→ What you are asked to do: Please copy, exactly as they appear below, the lines from the one containing "announce the same" through the one containing "if !self.transcript.open_segment(id, opened_at)".

[Opening Available data section]

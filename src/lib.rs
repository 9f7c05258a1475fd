pub mod audio;
pub mod config;
pub mod error;
pub mod http;
pub mod runlog;
pub mod segmentation;
pub mod session;
pub mod transcript;
pub mod transport;

pub use audio::{
    AudioChunk, AudioChunkSource, AudioFrame, CaptureGap, ChunkScheduler, ChunkSchedulerConfig,
    FileChunkSource, ScriptedSource,
};
pub use config::Config;
pub use error::{PersistenceError, SessionError, TransportError};
pub use http::{create_router, AppState};
pub use runlog::{RunId, RunRecord, SessionRunLogger, StopReason};
pub use segmentation::{
    FixedIntervalPolicy, SegmentationMode, SegmentationPolicy, VoiceActivityPolicy,
};
pub use session::{RunStats, SessionConfig, SessionState, TranscriptionSession};
pub use transcript::{Transcript, TranscriptAssembler, TranscriptEvent, TranscriptSnapshot};
pub use transport::{
    MemoryConnector, MemoryTransport, SttConnector, SttTransport, WsConnector, WsTransport,
};
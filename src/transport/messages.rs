use chrono::{DateTime, Utc};
use serde::{Deserialize, Serialize};

use crate::transcript::{SegmentId, TranscriptEvent};

/// Transcript message received from the STT service.
///
/// The service tags every message with a `type` discriminator; types this
/// client does not know fold into `Unknown` so a service-side protocol
/// addition never kills a session.
#[derive(Debug, Clone, PartialEq, Serialize, Deserialize)]
#[serde(tag = "type", rename_all = "snake_case")]
pub enum ServerMessage {
    /// Interim text for an in-progress segment
    Partial {
        segment_id: SegmentId,
        text: String,
        #[serde(default, skip_serializing_if = "Option::is_none")]
        server_ts: Option<DateTime<Utc>>,
    },

    /// Final text for a segment
    Committed {
        segment_id: SegmentId,
        text: String,
        #[serde(default, skip_serializing_if = "Option::is_none")]
        server_ts: Option<DateTime<Utc>>,
    },

    /// Service-reported failure; treated like a broken stream
    Error { message: String },

    #[serde(other)]
    Unknown,
}

impl ServerMessage {
    /// Convert a wire message into a transcript event, stamping local
    /// receipt time. `Error` and `Unknown` carry no transcript content.
    pub fn into_event(self, received_at: DateTime<Utc>) -> Option<TranscriptEvent> {
        match self {
            ServerMessage::Partial {
                segment_id, text, ..
            } => Some(TranscriptEvent::Partial {
                segment_id,
                text,
                received_at,
            }),
            ServerMessage::Committed {
                segment_id,
                text,
                server_ts,
            } => Some(TranscriptEvent::Committed {
                segment_id,
                text,
                started_at: server_ts.unwrap_or(received_at),
                committed_at: received_at,
            }),
            ServerMessage::Error { .. } | ServerMessage::Unknown => None,
        }
    }
}

/// Control message sent to the STT service.
///
/// Audio itself travels as raw binary frames; these are the only JSON
/// messages the client sends.
#[derive(Debug, Clone, PartialEq, Serialize, Deserialize)]
#[serde(tag = "type", rename_all = "snake_case")]
pub enum ClientMessage {
    /// Finalize the in-progress segment; subsequent service events target
    /// the next one
    Commit,
    /// No more audio will follow
    End,
}
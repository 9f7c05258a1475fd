use std::time::Duration;

use tracing::debug;

use crate::transcript::{SegmentId, TranscriptEvent};

use super::policy::{ForceCommit, SegmentOpen, SegmentationMode, SegmentationPolicy};

/// Segmentation driven by the service's own voice-activity detection.
///
/// The remote service decides where speech pauses; this policy's local duty
/// is only to open a matching segment id the first time the service refers
/// to one. With continuous speech the service typically produces on the
/// order of ten segments per 30 seconds, each committing a couple of
/// seconds after the triggering pause.
#[derive(Debug, Default)]
pub struct VoiceActivityPolicy {
    last_opened: Option<SegmentId>,
}

impl VoiceActivityPolicy {
    pub fn new() -> Self {
        Self::default()
    }
}

impl SegmentationPolicy for VoiceActivityPolicy {
    fn on_tick(&mut self, _elapsed: Duration) -> Option<ForceCommit> {
        // Boundaries come from the service; this policy never forces one.
        None
    }

    fn on_service_boundary(&mut self, event: &TranscriptEvent) -> Option<SegmentOpen> {
        let id = event.segment_id();
        let is_new = self.last_opened.map_or(true, |last| id > last);

        if is_new {
            debug!("service opened segment {}", id);
            self.last_opened = Some(id);
            Some(SegmentOpen { segment_id: id })
        } else {
            None
        }
    }

    fn mode(&self) -> SegmentationMode {
        SegmentationMode::Vad
    }

    fn initial_segment(&self) -> Option<SegmentId> {
        // Until the service signals speech there is nothing to open; a
        // silent session ends with an empty transcript.
        None
    }
}
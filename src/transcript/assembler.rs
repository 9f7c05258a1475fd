use tracing::debug;

use super::event::{SegmentId, TranscriptEvent};
use super::transcript::{Transcript, TranscriptSnapshot};

/// Result of applying one event to the timeline.
#[derive(Debug, Clone, Copy, PartialEq, Eq)]
pub enum ApplyOutcome {
    /// Event applied to a known open segment.
    Applied,

    /// Event referenced a segment never opened locally; the segment was
    /// opened implicitly and the event applied.
    AppliedImplicitOpen,

    /// Event targeted an already-committed segment and was discarded.
    Stale,
}

/// Serialized consumer of transcript events.
///
/// Per-segment state machine: `Open -> (Partial)* -> Committed`, or
/// `Open -> Committed` directly. The assembler owns the transcript and is
/// its only writer; callers read through snapshots.
#[derive(Debug, Default)]
pub struct TranscriptAssembler {
    transcript: Transcript,
    stale_events: u64,
    implicit_opens: u64,
}

impl TranscriptAssembler {
    pub fn new() -> Self {
        Self::default()
    }

    /// Open a segment ahead of its first event. Duplicate opens are a
    /// no-op: the service and the local policy may both announce the same
    /// boundary.
    pub fn open_segment(&mut self, id: SegmentId, opened_at: chrono::DateTime<chrono::Utc>) {
        if !self.transcript.open_segment(id, opened_at) {
            debug!("segment {} already open, ignoring duplicate open", id);
        }
    }

    /// Apply one event in receipt order.
    ///
    /// Events for committed segments are discarded and counted, never
    /// errors: duplicates and late partials are expected service behavior.
    /// Events for unknown segments open the segment implicitly (the
    /// service's boundary signal can outrun the local open record).
    pub fn apply(&mut self, event: &TranscriptEvent) -> ApplyOutcome {
        let id = event.segment_id();

        if self.transcript.is_committed(id) {
            self.stale_events += 1;
            debug!(
                "discarding stale {} event for committed segment {}",
                if event.is_committed() { "committed" } else { "partial" },
                id
            );
            return ApplyOutcome::Stale;
        }

        let implicit = !self.transcript.contains(id);
        if implicit {
            self.transcript.open_segment(id, event.open_timestamp());
            self.implicit_opens += 1;
            debug!("implicitly opened segment {} on first event", id);
        }

        match event {
            TranscriptEvent::Partial { text, .. } => {
                self.transcript.set_partial_text(id, text);
            }
            TranscriptEvent::Committed {
                text, committed_at, ..
            } => {
                self.transcript.commit(id, text, *committed_at);
            }
        }

        if implicit {
            ApplyOutcome::AppliedImplicitOpen
        } else {
            ApplyOutcome::Applied
        }
    }

    pub fn transcript(&self) -> &Transcript {
        &self.transcript
    }

    pub fn snapshot(&self) -> TranscriptSnapshot {
        self.transcript.snapshot()
    }

    /// Events discarded because their segment was already committed.
    pub fn stale_events(&self) -> u64 {
        self.stale_events
    }

    /// Events that had to open their segment implicitly.
    pub fn implicit_opens(&self) -> u64 {
        self.implicit_opens
    }
}
use chrono::{DateTime, Utc};
use serde::{Deserialize, Serialize};
use std::collections::BTreeMap;

use super::event::SegmentId;

/// A contiguous span of speech assigned one segment id, bounded by an open
/// and (eventually) a commit.
#[derive(Debug, Clone, Serialize, Deserialize)]
pub struct Segment {
    pub id: SegmentId,

    /// Latest known text: the most recent partial, or the committed text.
    pub text: String,

    /// Terminal flag. A committed segment never changes again.
    pub committed: bool,

    pub opened_at: DateTime<Utc>,

    pub committed_at: Option<DateTime<Utc>>,
}

/// Ordered transcript timeline.
///
/// Segments are kept in segment-id order regardless of commit order: a
/// later-opened segment may commit before an earlier one, and the display
/// order must not follow commit time. Mutation happens only through the
/// `TranscriptAssembler`, which owns the sole mutable handle.
#[derive(Debug, Clone, Default)]
pub struct Transcript {
    segments: BTreeMap<SegmentId, Segment>,
}

impl Transcript {
    pub fn new() -> Self {
        Self::default()
    }

    /// Open a segment. Returns false (and changes nothing) if the id is
    /// already present.
    pub fn open_segment(&mut self, id: SegmentId, opened_at: DateTime<Utc>) -> bool {
        if self.segments.contains_key(&id) {
            return false;
        }

        self.segments.insert(
            id,
            Segment {
                id,
                text: String::new(),
                committed: false,
                opened_at,
                committed_at: None,
            },
        );
        true
    }

    pub fn contains(&self, id: SegmentId) -> bool {
        self.segments.contains_key(&id)
    }

    pub fn is_committed(&self, id: SegmentId) -> bool {
        self.segments.get(&id).map(|s| s.committed).unwrap_or(false)
    }

    pub fn segment(&self, id: SegmentId) -> Option<&Segment> {
        self.segments.get(&id)
    }

    /// Replace the text of an open segment (last-write-wins).
    pub fn set_partial_text(&mut self, id: SegmentId, text: &str) {
        if let Some(segment) = self.segments.get_mut(&id) {
            if !segment.committed {
                segment.text = text.to_string();
            }
        }
    }

    /// Commit a segment with its final text. No-op if already committed.
    pub fn commit(&mut self, id: SegmentId, text: &str, committed_at: DateTime<Utc>) {
        if let Some(segment) = self.segments.get_mut(&id) {
            if !segment.committed {
                segment.text = text.to_string();
                segment.committed = true;
                segment.committed_at = Some(committed_at);
            }
        }
    }

    /// Highest segment id seen so far, if any.
    pub fn last_segment_id(&self) -> Option<SegmentId> {
        self.segments.keys().next_back().copied()
    }

    /// Ids of segments still awaiting a commit, in id order.
    pub fn open_segment_ids(&self) -> Vec<SegmentId> {
        self.segments
            .values()
            .filter(|s| !s.committed)
            .map(|s| s.id)
            .collect()
    }

    pub fn len(&self) -> usize {
        self.segments.len()
    }

    pub fn is_empty(&self) -> bool {
        self.segments.is_empty()
    }

    pub fn committed_count(&self) -> usize {
        self.segments.values().filter(|s| s.committed).count()
    }

    /// Consistent point-in-time copy for readers (display, HTTP, seal).
    pub fn snapshot(&self) -> TranscriptSnapshot {
        TranscriptSnapshot {
            segments: self.segments.values().cloned().collect(),
        }
    }
}

/// Immutable view of the transcript at one point in time.
///
/// This is what every reader gets: the live session never hands out a
/// reference into the mutable timeline.
#[derive(Debug, Clone, Default, Serialize, Deserialize)]
pub struct TranscriptSnapshot {
    /// All segments in id order, including committed-empty ones.
    pub segments: Vec<Segment>,
}

impl TranscriptSnapshot {
    /// Rendered transcript text in segment-id order.
    ///
    /// Segments without text (interval-forced commits that fired before
    /// the service produced anything) are suppressed here but stay in
    /// `segments` for audit fidelity.
    pub fn display_text(&self) -> String {
        self.segments
            .iter()
            .filter(|s| !s.text.is_empty())
            .map(|s| s.text.as_str())
            .collect::<Vec<_>>()
            .join(" ")
    }

    pub fn committed_count(&self) -> usize {
        self.segments.iter().filter(|s| s.committed).count()
    }

    pub fn is_empty(&self) -> bool {
        self.segments.is_empty()
    }
}
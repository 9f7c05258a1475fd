use std::fs;
use std::path::Path;

use crate::error::PersistenceError;
use crate::transcript::{TranscriptAssembler, TranscriptSnapshot};

use super::record::{LoggedEvent, RunEvent, RunSummary};

/// Rebuild the transcript by re-driving a run log through a fresh
/// assembler.
///
/// Only `SegmentOpened` and `Transcript` entries shape the timeline; the
/// rest of the vocabulary is audit trail. Replaying a sealed log must
/// reproduce the sealed transcript exactly, which is what makes offline
/// policy comparison trustworthy.
pub fn replay_events<'a, I>(events: I) -> TranscriptSnapshot
where
    I: IntoIterator<Item = &'a LoggedEvent>,
{
    let mut assembler = TranscriptAssembler::new();

    for logged in events {
        match &logged.event {
            RunEvent::SegmentOpened { segment_id, .. } => {
                assembler.open_segment(*segment_id, logged.at);
            }
            RunEvent::Transcript { event, .. } => {
                let _ = assembler.apply(event);
            }
            _ => {}
        }
    }

    assembler.snapshot()
}

/// Load the event log from a run directory.
pub fn load_events(run_dir: &Path) -> Result<Vec<LoggedEvent>, PersistenceError> {
    let path = run_dir.join("events.jsonl");
    let raw = fs::read_to_string(&path).map_err(|source| PersistenceError::Read {
        path: path.clone(),
        source,
    })?;

    let mut events = Vec::new();
    for line in raw.lines() {
        if line.trim().is_empty() {
            continue;
        }
        events.push(serde_json::from_str(line)?);
    }

    Ok(events)
}

/// Load the sealed summary (`run.json`) from a run directory.
pub fn load_summary(run_dir: &Path) -> Result<RunSummary, PersistenceError> {
    let path = run_dir.join("run.json");
    let raw = fs::read_to_string(&path).map_err(|source| PersistenceError::Read {
        path: path.clone(),
        source,
    })?;

    Ok(serde_json::from_str(&raw)?)
}

/// Load the sealed transcript (`transcript.json`) from a run directory.
pub fn load_transcript(run_dir: &Path) -> Result<TranscriptSnapshot, PersistenceError> {
    let path = run_dir.join("transcript.json");
    let raw = fs::read_to_string(&path).map_err(|source| PersistenceError::Read {
        path: path.clone(),
        source,
    })?;

    Ok(serde_json::from_str(&raw)?)
}
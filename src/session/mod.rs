//! Transcription session orchestration
//!
//! This module provides the `TranscriptionSession` abstraction that manages:
//! - Capture frames flowing through the chunk scheduler to the transport
//! - Service events flowing through the transcript assembler
//! - Segmentation policy decisions (commit boundaries)
//! - The durable run log and its sealing
//! - Session statistics and lifecycle state

mod config;
mod session;
mod stats;

pub use config::SessionConfig;
pub use session::{SessionState, TranscriptionSession};
pub use stats::RunStats;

[Closing Available data section]

→ Response to the exercise:
    /// no-op: the service and the local policy may both announce the same
    /// boundary.
    pub fn open_segment(&mut self, id: SegmentId, opened_at: chrono::DateTime<chrono::Utc>) {
        if !self.transcript.open_segment(id, opened_at) {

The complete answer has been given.